(Stored data entries)
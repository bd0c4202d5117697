//! Process configuration for the config registry

use crate::error::Result;
use serde::{Deserialize, Serialize};
use std::path::PathBuf;

/// Config registry process configuration
#[derive(Debug, Clone, Serialize, Deserialize)]
pub struct RegistryConfig {
    /// Server configuration
    #[serde(default)]
    pub server: ServerConfig,
    /// Storage configuration
    #[serde(default)]
    pub storage: StorageConfig,
    /// Agent fleet configuration
    #[serde(default)]
    pub agents: AgentConfig,
}

/// Server configuration
#[derive(Debug, Clone, Serialize, Deserialize)]
pub struct ServerConfig {
    /// Listen address (e.g., "127.0.0.1:8080")
    #[serde(default = "default_listen_addr")]
    pub listen_addr: String,
}

/// Storage configuration
#[derive(Debug, Clone, Serialize, Deserialize)]
pub struct StorageConfig {
    /// Path of the sled database directory
    #[serde(default = "default_db_path")]
    pub db_path: PathBuf,
}

/// Agent fleet configuration
#[derive(Debug, Clone, Serialize, Deserialize)]
pub struct AgentConfig {
    /// Endpoints nudged when the registry changes
    #[serde(default)]
    pub endpoints: Vec<String>,
    /// Seconds between nudge cycles
    #[serde(default = "default_nudge_interval_secs")]
    pub nudge_interval_secs: u64,
}

fn default_listen_addr() -> String {
    "127.0.0.1:8080".to_string()
}

fn default_db_path() -> PathBuf {
    PathBuf::from("./config-registry-data/registry.db")
}

fn default_nudge_interval_secs() -> u64 {
    300
}

impl Default for ServerConfig {
    fn default() -> Self {
        Self {
            listen_addr: default_listen_addr(),
        }
    }
}

impl Default for StorageConfig {
    fn default() -> Self {
        Self {
            db_path: default_db_path(),
        }
    }
}

impl Default for AgentConfig {
    fn default() -> Self {
        Self {
            endpoints: Vec::new(),
            nudge_interval_secs: default_nudge_interval_secs(),
        }
    }
}

impl Default for RegistryConfig {
    fn default() -> Self {
        Self {
            server: ServerConfig::default(),
            storage: StorageConfig::default(),
            agents: AgentConfig::default(),
        }
    }
}

impl RegistryConfig {
    /// Load configuration from file
    pub async fn from_file(path: impl AsRef<std::path::Path>) -> Result<Self> {
        use async_fs::File;
        use futures::io::AsyncReadExt;

        let mut file = File::open(path.as_ref()).await?;
        let mut contents = String::new();
        file.read_to_string(&mut contents).await?;

        // Try YAML first, then JSON
        if path.as_ref().extension().and_then(|s| s.to_str()) == Some("yaml")
            || path.as_ref().extension().and_then(|s| s.to_str()) == Some("yml")
        {
            Ok(serde_yaml::from_str(&contents)?)
        } else {
            Ok(serde_json::from_str(&contents)?)
        }
    }

    /// Apply environment overrides
    ///
    /// `PORT` rebinds the server to all interfaces on that port,
    /// `AGENT_ENDPOINTS` is a comma-separated URL list, and
    /// `NUDGE_INTERVAL_SECS` adjusts the notifier schedule.
    pub fn apply_env(&mut self) {
        if let Ok(port) = std::env::var("PORT") {
            self.server.listen_addr = format!("0.0.0.0:{}", port);
        }
        if let Ok(list) = std::env::var("AGENT_ENDPOINTS") {
            self.agents.endpoints = parse_endpoint_list(&list);
        }
        if let Ok(secs) = std::env::var("NUDGE_INTERVAL_SECS") {
            if let Ok(secs) = secs.parse::<u64>() {
                self.agents.nudge_interval_secs = secs;
            }
        }
    }
}

/// Split a comma-separated endpoint list, dropping empty entries
pub fn parse_endpoint_list(list: &str) -> Vec<String> {
    list.split(',')
        .map(str::trim)
        .filter(|s| !s.is_empty())
        .map(str::to_string)
        .collect()
}

#[cfg(test)]
mod tests {
    use super::*;

    #[test]
    fn test_config_serialization() {
        let config = RegistryConfig::default();
        let yaml = serde_yaml::to_string(&config).unwrap();
        let parsed: RegistryConfig = serde_yaml::from_str(&yaml).unwrap();
        assert_eq!(parsed.server.listen_addr, config.server.listen_addr);
        assert_eq!(parsed.agents.nudge_interval_secs, 300);
    }

    #[test]
    fn test_partial_file_falls_back_to_defaults() {
        let parsed: RegistryConfig =
            serde_yaml::from_str("agents:\n  endpoints: [\"http://agent-1:8080/reload\"]\n")
                .unwrap();
        assert_eq!(parsed.agents.endpoints.len(), 1);
        assert_eq!(parsed.agents.nudge_interval_secs, 300);
        assert_eq!(parsed.server.listen_addr, "127.0.0.1:8080");
    }

    #[test]
    fn test_parse_endpoint_list() {
        assert_eq!(
            parse_endpoint_list("http://a:1/reload, http://b:2/reload"),
            vec![
                "http://a:1/reload".to_string(),
                "http://b:2/reload".to_string()
            ]
        );
        assert!(parse_endpoint_list("").is_empty());
        assert!(parse_endpoint_list(" , ,").is_empty());
    }
}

§ **Work instruction**:
Each record above is to be reproduced word for word.

§ **Response to the task**:
repository bd0c4202d5117697
//! Process configuration for the config registry

use crate::error::Result;
use serde::{Deserialize, Serialize};
use std::path::PathBuf;

/// Config registry process configuration
#[derive(Debug, Clone, Serialize, Deserialize)]
pub struct RegistryConfig {
    /// Server configuration
    #[serde(default)]
    pub server: ServerConfig,
    /// Storage configuration
    #[serde(default)]
    pub storage: StorageConfig,
    /// Agent fleet configuration
    #[serde(default)]
    pub agents: AgentConfig,
}

/// Server configuration
#[derive(Debug, Clone, Serialize, Deserialize)]
pub struct ServerConfig {
    /// Listen address (e.g., "127.0.0.1:8080")
    #[serde(default = "default_listen_addr")]
    pub listen_addr: String,
}

/// Storage configuration
#[derive(Debug, Clone, Serialize, Deserialize)]
pub struct StorageConfig {
    /// Path of the sled database directory
    #[serde(default = "default_db_path")]
    pub db_path: PathBuf,
}

/// Agent fleet configuration
#[derive(Debug, Clone, Serialize, Deserialize)]
pub struct AgentConfig {
    /// Endpoints nudged when the registry changes
    #[serde(default)]
    pub endpoints: Vec<String>,
    /// Seconds between nudge cycles
    #[serde(default = "default_nudge_interval_secs")]
    pub nudge_interval_secs: u64,
}

fn default_listen_addr() -> String {
    "127.0.0.1:8080".to_string()
}

fn default_db_path() -> PathBuf {
    PathBuf::from("./config-registry-data/registry.db")
}

fn default_nudge_interval_secs() -> u64 {
    300
}

impl Default for ServerConfig {
    fn default() -> Self {
        Self {
            listen_addr: default_listen_addr(),
        }
    }
}

impl Default for StorageConfig {
    fn default() -> Self {
        Self {
            db_path: default_db_path(),
        }
    }
}

impl Default for AgentConfig {
    fn default() -> Self {
        Self {
            endpoints: Vec::new(),
            nudge_interval_secs: default_nudge_interval_secs(),
        }
    }
}

impl Default for RegistryConfig {
    fn default() -> Self {
        Self {
            server: ServerConfig::default(),
            storage: StorageConfig::default(),
            agents: AgentConfig::default(),
        }
    }
}

impl RegistryConfig {
    /// Load configuration from file
    pub async fn from_file(path: impl AsRef<std::path::Path>) -> Result<Self> {
        use async_fs::File;
        use futures::io::AsyncReadExt;

        let mut file = File::open(path.as_ref()).await?;
        let mut contents = String::new();
        file.read_to_string(&mut contents).await?;

        // Try YAML first, then JSON
        if path.as_ref().extension().and_then(|s| s.to_str()) == Some("yaml")
            || path.as_ref().extension().and_then(|s| s.to_str()) == Some("yml")
        {
            Ok(serde_yaml::from_str(&contents)?)
        } else {
            Ok(serde_json::from_str(&contents)?)
        }
    }

    /// Apply environment overrides
    ///
    /// `PORT` rebinds the server to all interfaces on that port,
    /// `AGENT_ENDPOINTS` is a comma-separated URL list, and
    /// `NUDGE_INTERVAL_SECS` adjusts the notifier schedule.
    pub fn apply_env(&mut self) {
        if let Ok(port) = std::env::var("PORT") {
            self.server.listen_addr = format!("0.0.0.0:{}", port);
        }
        if let Ok(list) = std::env::var("AGENT_ENDPOINTS") {
            self.agents.endpoints = parse_endpoint_list(&list);
        }
        if let Ok(secs) = std::env::var("NUDGE_INTERVAL_SECS") {
            if let Ok(secs) = secs.parse::<u64>() {
                self.agents.nudge_interval_secs = secs;
            }
        }
    }
}

/// Split a comma-separated endpoint list, dropping empty entries
pub fn parse_endpoint_list(list: &str) -> Vec<String> {
    list.split(',')
        .map(str::trim)
        .filter(|s| !s.is_empty())
        .map(str::to_string)
        .collect()
}

#[cfg(test)]
mod tests {
    use super::*;

    #[test]
    fn test_config_serialization() {
        let config = RegistryConfig::default();
        let yaml = serde_yaml::to_string(&config).unwrap();
        let parsed: RegistryConfig = serde_yaml::from_str(&yaml).unwrap();
        assert_eq!(parsed.server.listen_addr, config.server.listen_addr);
        assert_eq!(parsed.agents.nudge_interval_secs, 300);
    }

    #[test]
    fn test_partial_file_falls_back_to_defaults() {
        let parsed: RegistryConfig =
            serde_yaml::from_str("agents:\n  endpoints: [\"http://agent-1:8080/reload\"]\n")
                .unwrap();
        assert_eq!(parsed.agents.endpoints.len(), 1);
        assert_eq!(parsed.agents.nudge_interval_secs, 300);
        assert_eq!(parsed.server.listen_addr, "127.0.0.1:8080");
    }

    #[test]
    fn test_parse_endpoint_list() {
        assert_eq!(
            parse_endpoint_list("http://a:1/reload, http://b:2/reload"),
            vec![
                "http://a:1/reload".to_string(),
                "http://b:2/reload".to_string()
            ]
        );
        assert!(parse_endpoint_list("").is_empty());
        assert!(parse_endpoint_list(" , ,").is_empty());
    }
}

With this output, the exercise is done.